Within the urban area, the regional classes are usually significantly higher than in the surrounding area. In some places, this leads to jumps in costs between suburban areas and the neighboring communities. Verivox calculations show: In the Berlin outskirts of Nikolassee, drivers pay up to 45 percent more for car insurance than their neighbors in Kleinmachnow in Brandenburg. And this despite the fact that they sometimes live in the same settlement. In fully comprehensive insurance, there are additional costs of around 191 euros per year "over the garden fence".
According to GDV, there are fewer shifts in the regional classes of comprehensive insurance. According to this, around 2.8 million fully comprehensive and around 3.1 million partially comprehensive insured persons will be downgraded, around 900,000 fully comprehensive and around 2.9 million partially comprehensive insured persons will have a better classification from 2023.

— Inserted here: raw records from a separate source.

//! Service configuration: where the database lives, how to reach the
//! providers, and the secrets that authenticate their webhooks.
//!
//! Environment variables supply defaults; an optional TOML file overrides
//! them. Engine tunables live under a `[cascade]` table.

use std::path::{Path, PathBuf};

use anyhow::{Context, Result};
use cascade::CascadeConfig;
use serde::{Deserialize, Serialize};

/// HTTP endpoint of an outbound provider
#[derive(Debug, Clone, PartialEq, Eq, Serialize, Deserialize)]
pub struct ProviderEndpoint {
    pub url: String,
    /// Bearer token sent with every request
    #[serde(default, skip_serializing_if = "Option::is_none")]
    pub token: Option<String>,
}

impl ProviderEndpoint {
    fn from_env(url_key: &str, token_key: &str) -> Option<Self> {
        let url = std::env::var(url_key).ok().filter(|u| !u.trim().is_empty())?;
        Some(Self {
            url: url.trim_end_matches('/').to_string(),
            token: std::env::var(token_key).ok(),
        })
    }
}

/// Top-level service configuration
#[derive(Debug, Clone, Serialize, Deserialize)]
#[serde(default)]
pub struct ServiceConfig {
    /// SQLite database file
    pub database_path: PathBuf,
    /// Chat provider (messages with inline buttons)
    pub chat: Option<ProviderEndpoint>,
    /// Telephony provider (outbound calls, call control)
    pub telephony: Option<ProviderEndpoint>,
    /// Secret for HMAC-signed telephony webhooks
    pub call_webhook_secret: Option<String>,
    /// Secret the chat provider echoes in `chat_secret_header`
    pub chat_webhook_secret: Option<String>,
    pub chat_secret_header: String,
    /// Per-request timeout for provider calls
    pub request_timeout_secs: u64,
    pub cascade: CascadeConfig,
}

impl Default for ServiceConfig {
    fn default() -> Self {
        Self {
            database_path: std::env::var("CASCADE_DB_PATH")
                .map(PathBuf::from)
                .unwrap_or_else(|_| PathBuf::from("./cascade.sqlite")),
            chat: ProviderEndpoint::from_env("CASCADE_CHAT_URL", "CASCADE_CHAT_TOKEN"),
            telephony: ProviderEndpoint::from_env("CASCADE_TELEPHONY_URL", "CASCADE_TELEPHONY_TOKEN"),
            call_webhook_secret: std::env::var("CASCADE_CALL_WEBHOOK_SECRET").ok(),
            chat_webhook_secret: std::env::var("CASCADE_CHAT_WEBHOOK_SECRET").ok(),
            chat_secret_header: std::env::var("CASCADE_CHAT_SECRET_HEADER")
                .unwrap_or_else(|_| "x-chat-secret".into()),
            request_timeout_secs: std::env::var("CASCADE_PROVIDER_TIMEOUT_SECS")
                .ok()
                .and_then(|s| s.parse().ok())
                .unwrap_or(10),
            cascade: CascadeConfig::default(),
        }
    }
}

impl ServiceConfig {
    pub fn from_toml_str(raw: &str) -> Result<Self> {
        let config: Self = toml::from_str(raw).context("Failed to parse service config")?;
        config.cascade.validate().context("Invalid [cascade] section")?;
        Ok(config)
    }

    /// Load from an optional TOML file, falling back to the environment
    pub fn load(path: Option<&Path>) -> Result<Self> {
        let Some(path) = path else {
            let config = Self::default();
            config.cascade.validate().context("Invalid cascade settings")?;
            return Ok(config);
        };
        let raw = std::fs::read_to_string(path)
            .with_context(|| format!("Failed to read config file {}", path.display()))?;
        Self::from_toml_str(&raw)
    }
}

#[cfg(test)]
mod tests {
    use super::*;

    #[test]
    fn test_toml_overrides_nested_cascade_settings() {
        let config = ServiceConfig::from_toml_str(
            r#"
            database_path = "/var/lib/cascade/db.sqlite"
            call_webhook_secret = "s3cret"

            [telephony]
            url = "https://voice.example.com"
            token = "tok"

            [cascade]
            max_total_ring_sec = 240
            call_webhook_url = "https://hooks.example.com/call"
            "#,
        )
        .unwrap();

        assert_eq!(config.database_path, PathBuf::from("/var/lib/cascade/db.sqlite"));
        assert_eq!(config.call_webhook_secret.as_deref(), Some("s3cret"));
        let telephony = config.telephony.unwrap();
        assert_eq!(telephony.url, "https://voice.example.com");
        assert_eq!(telephony.token.as_deref(), Some("tok"));
        assert_eq!(config.cascade.max_total_ring_sec, 240);
        // Untouched engine defaults survive
        assert_eq!(config.cascade.gather_timeout_sec, CascadeConfig::default().gather_timeout_sec);
    }

    #[test]
    fn test_invalid_cascade_section_is_rejected() {
        let err = ServiceConfig::from_toml_str("[cascade]\nmax_total_ring_sec = 0\n").unwrap_err();
        assert!(format!("{err:#}").contains("max_total_ring_sec"));
    }

    #[test]
    fn test_load_reads_file() {
        let dir = tempfile::TempDir::new().unwrap();
        let path = dir.path().join("service.toml");
        std::fs::write(&path, "request_timeout_secs = 3\n").unwrap();

        let config = ServiceConfig::load(Some(&path)).unwrap();
        assert_eq!(config.request_timeout_secs, 3);
        assert!(ServiceConfig::load(Some(&dir.path().join("missing.toml"))).is_err());
    }
}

Once a year, the GDV publishes the so-called regional classes for liability, partially comprehensive and fully comprehensive insurance for all motor vehicle registration areas. The class in which the respective district is assigned can be queried via "dieversicherer.de". The classification is not only based on the damage reports of the past year, but is determined over a longer period of time. For this reason, transfers from one year to the next usually only take place by one class. The resulting additional contributions or savings for the individual driver are therefore usually less than 10 percent.